Desde que STF começou a intermediar emendas, há maior transparência, diz ministro
Segundo integrante do governo, negociações entre Executivo, Congresso e Supremo reduziram o volume das emendas não impositivas e ampliaram a fiscalização dos recursos
Reprodução O processo de destinação das emendas parlamentares passou a contar com maior transparência após a participação do Supremo Tribunal Federal (STF) nas discussões sobre o tema, afirmou um ministro do governo federal. Segundo ele, a atuação conjunta entre os Poderes contribuiu para fortalecer os mecanismos de controle e publicidade dos recursos.
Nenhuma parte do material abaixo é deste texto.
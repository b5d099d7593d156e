use serde::{Deserialize, Serialize};
use serde_json::{Map, Value};

use super::course::{Course, CourseId};

/// A row of any lookup catalog (categories, course types, instructors, ...).
#[derive(Debug, Clone, PartialEq, Serialize, Deserialize)]
pub struct CatalogItem {
    pub id: i64,
    #[serde(default, alias = "title", alias = "full_name", alias = "label")]
    pub name: String,
    #[serde(flatten)]
    pub extra: Map<String, Value>,
}

/// Phase-1 data shared by every course.
#[derive(Debug, Clone, Default, PartialEq, Serialize, Deserialize)]
pub struct Catalogs {
    pub categories: Vec<CatalogItem>,
    pub course_types: Vec<CatalogItem>,
    pub eligibilities: Vec<CatalogItem>,
    pub courses: Vec<Course>,
    pub instructors: Vec<CatalogItem>,
    pub specialities: Vec<CatalogItem>,
    pub accreditation_partners: Vec<CatalogItem>,
}

impl Catalogs {
    pub fn find_course(&self, id: CourseId) -> Option<&Course> {
        self.courses.iter().find(|c| c.id == id)
    }
}

/// Association collections that point a course at a catalog entry.
#[derive(Debug, Clone, Copy, PartialEq, Eq, Serialize, Deserialize)]
#[serde(rename_all = "kebab-case")]
pub enum LinkKind {
    Eligibilities,
    Instructors,
    AccreditationPartners,
}

impl LinkKind {
    pub const fn path(&self) -> &'static str {
        match self {
            Self::Eligibilities => "eligibilities",
            Self::Instructors => "instructors",
            Self::AccreditationPartners => "accreditation-partners",
        }
    }

    /// Name of the foreign key sent when creating a link.
    pub const fn target_key(&self) -> &'static str {
        match self {
            Self::Eligibilities => "eligibility_id",
            Self::Instructors => "instructor_id",
            Self::AccreditationPartners => "accreditation_partner_id",
        }
    }
}

/// Free-text collections owned by a course.
#[derive(Debug, Clone, Copy, PartialEq, Eq, Serialize, Deserialize)]
#[serde(rename_all = "kebab-case")]
pub enum EntryKind {
    Keywords,
    IntendedAudiences,
}

impl EntryKind {
    pub const fn path(&self) -> &'static str {
        match self {
            Self::Keywords => "keywords",
            Self::IntendedAudiences => "intended-audiences",
        }
    }

    pub const fn text_key(&self) -> &'static str {
        match self {
            Self::Keywords => "keyword",
            Self::IntendedAudiences => "audience",
        }
    }
}

#[derive(Debug, Clone, PartialEq, Serialize, Deserialize)]
pub struct CourseLink {
    pub id: i64,
    #[serde(default)]
    pub course_id: CourseId,
    #[serde(
        alias = "eligibility_id",
        alias = "instructor_id",
        alias = "accreditation_partner_id"
    )]
    pub target_id: i64,
    #[serde(flatten)]
    pub extra: Map<String, Value>,
}

#[derive(Debug, Clone, PartialEq, Serialize, Deserialize)]
pub struct TextEntry {
    pub id: i64,
    #[serde(default)]
    pub course_id: CourseId,
    #[serde(alias = "keyword", alias = "audience", alias = "name")]
    pub text: String,
}

/// Course-scoped collections. Always arrays, never absent.
#[derive(Debug, Clone, Default, PartialEq, Serialize, Deserialize)]
pub struct LinkedCollections {
    pub eligibilities: Vec<CourseLink>,
    pub keywords: Vec<TextEntry>,
    pub instructors: Vec<CourseLink>,
    pub intended_audiences: Vec<TextEntry>,
    pub accreditation_partners: Vec<CourseLink>,
}

impl LinkedCollections {
    pub fn links_mut(&mut self, kind: LinkKind) -> &mut Vec<CourseLink> {
        match kind {
            LinkKind::Eligibilities => &mut self.eligibilities,
            LinkKind::Instructors => &mut self.instructors,
            LinkKind::AccreditationPartners => &mut self.accreditation_partners,
        }
    }

    pub fn entries_mut(&mut self, kind: EntryKind) -> &mut Vec<TextEntry> {
        match kind {
            EntryKind::Keywords => &mut self.keywords,
            EntryKind::IntendedAudiences => &mut self.intended_audiences,
        }
    }

    pub fn is_empty(&self) -> bool {
        self.eligibilities.is_empty()
            && self.keywords.is_empty()
            && self.instructors.is_empty()
            && self.intended_audiences.is_empty()
            && self.accreditation_partners.is_empty()
    }
}
mod common;

use std::sync::Arc;

use common::{MockCourseApi, course};
use course_admin::error::AppError;
use course_admin::models::{CourseLink, CourseSetting, FieldMap, SettingState, TextEntry};
use course_admin::services::{CourseEditor, EditorSession, FetchService};
use serde_json::json;

fn keyword(id: i64, text: &str) -> TextEntry {
    TextEntry { id, course_id: 7, text: text.to_string() }
}

#[tokio::test]
async fn test_failed_catalog_read_degrades_to_empty_list() {
    let api = Arc::new(
        MockCourseApi::new()
            .with_course(course(7, json!({ "title": "Intro" })))
            .failing("list_instructors"),
    );
    let fetcher = FetchService::new(api.clone());

    let catalogs = fetcher.load_catalogs().await.expect("phase 1 succeeds");

    assert!(catalogs.instructors.is_empty());
    assert_eq!(catalogs.categories.len(), 2);
    assert_eq!(catalogs.course_types.len(), 2);
    assert_eq!(catalogs.eligibilities.len(), 1);
    assert_eq!(catalogs.specialities.len(), 1);
    assert_eq!(catalogs.accreditation_partners.len(), 1);
    assert_eq!(catalogs.courses.len(), 1);
    assert_eq!(api.calls().len(), 7);
}

#[tokio::test]
async fn test_failed_course_list_fails_phase_after_all_reads_settle() {
    let api = Arc::new(MockCourseApi::new().failing("list_courses"));
    let fetcher = FetchService::new(api.clone());

    let result = fetcher.load_catalogs().await;

    assert!(matches!(result, Err(AppError::Http { status: 500, .. })));
    assert_eq!(api.calls().len(), 7);
}

#[tokio::test]
async fn test_missing_setting_is_none_and_collections_still_load() {
    let api = Arc::new(
        MockCourseApi::new()
            .with_keywords(vec![keyword(1, "rust"), keyword(2, "systems")])
            .with_instructors(vec![CourseLink {
                id: 5,
                course_id: 7,
                target_id: 10,
                extra: FieldMap::new(),
            }]),
    );
    let fetcher = FetchService::new(api.clone());

    let scope = fetcher.load_course_scope(7).await;

    assert!(scope.setting.is_none());
    assert_eq!(scope.linked.keywords.len(), 2);
    assert_eq!(scope.linked.instructors.len(), 1);
    assert!(scope.linked.eligibilities.is_empty());
    assert!(scope.linked.intended_audiences.is_empty());
    assert!(scope.linked.accreditation_partners.is_empty());
    assert_eq!(api.calls().len(), 6);
}

#[tokio::test]
async fn test_failed_setting_lookup_degrades_to_none() {
    let api = Arc::new(
        MockCourseApi::new()
            .with_keywords(vec![keyword(1, "rust")])
            .failing("course_setting")
            .failing("course_entries:intended-audiences"),
    );
    let fetcher = FetchService::new(api);

    let scope = fetcher.load_course_scope(7).await;

    assert!(scope.setting.is_none());
    assert_eq!(scope.linked.keywords.len(), 1);
    assert!(scope.linked.intended_audiences.is_empty());
}

#[tokio::test]
async fn test_open_installs_both_phases() {
    let setting = CourseSetting { id: 31, course_id: 7, fields: common::map(json!({ "schedule": "weekly" })) };
    let api = Arc::new(
        MockCourseApi::new()
            .with_course(course(7, json!({ "title": "Intro" })))
            .with_setting(setting.clone())
            .with_keywords(vec![keyword(1, "rust")]),
    );
    let editor = CourseEditor::new(api);
    let mut session = EditorSession::new(7);

    editor.open(&mut session, 7).await.expect("opens");

    assert_eq!(session.course.title(), Some("Intro"));
    assert_eq!(session.setting, SettingState::Loaded(setting));
    assert_eq!(session.linked.keywords.len(), 1);
    assert_eq!(session.catalogs.categories.len(), 2);
}

#[tokio::test]
async fn test_switching_course_clears_previous_course_state() {
    let setting = CourseSetting { id: 31, course_id: 7, fields: FieldMap::new() };
    let api = Arc::new(
        MockCourseApi::new()
            .with_course(course(7, json!({ "title": "Intro" })))
            .with_setting(setting),
    );
    let editor = CourseEditor::new(api);
    let mut session = EditorSession::new(7);
    editor.open(&mut session, 7).await.expect("opens");
    session.linked.keywords.push(keyword(9, "stale"));

    let result = editor.open(&mut session, 8).await;

    assert!(matches!(result, Err(AppError::NotFound)));
    assert_eq!(session.course.id, 8);
    assert!(session.course.fields.is_empty());
    assert_eq!(session.setting, SettingState::Unloaded);
    assert!(session.linked.is_empty());
}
De acordo com a declaração, as mudanças ocorreram durante as negociações envolvendo o Executivo, o Congresso Nacional e o Supremo, que buscaram estabelecer critérios mais claros para a liberação e o acompanhamento das emendas parlamentares.
Um dos reflexos apontados foi a redução do volume das chamadas emendas não impositivas. Conforme o ministro, os valores destinados a essa modalidade passaram de cerca de R$ 20 bilhões para aproximadamente R$ 12 bilhões após a adoção das novas medidas.
Na avaliação do integrante do governo, a reorganização do sistema permitiu aprimorar a identificação dos autores das emendas e ampliar a rastreabilidade da aplicação dos recursos públicos, atendendo às exigências de maior transparência.
O debate sobre as emendas parlamentares ganhou força nos últimos anos em razão da necessidade de aperfeiçoar os mecanismos de controle, prestação de contas e divulgação das informações referentes à execução orçamentária.
As tratativas entre os três Poderes resultaram em ajustes considerados importantes para garantir maior previsibilidade na destinação das verbas e reforçar a fiscalização sobre a aplicação dos recursos.
Segundo o ministro, o diálogo institucional foi decisivo para construir soluções que conciliassem a execução do orçamento com o cumprimento das exigências de transparência estabelecidas pelo Supremo Tribunal Federal.
A expectativa do governo é que o novo modelo contribua para ampliar a confiança na gestão dos recursos públicos e fortaleça os instrumentos de controle sobre as emendas parlamentares, preservando a legalidade e a publicidade na execução do orçamento.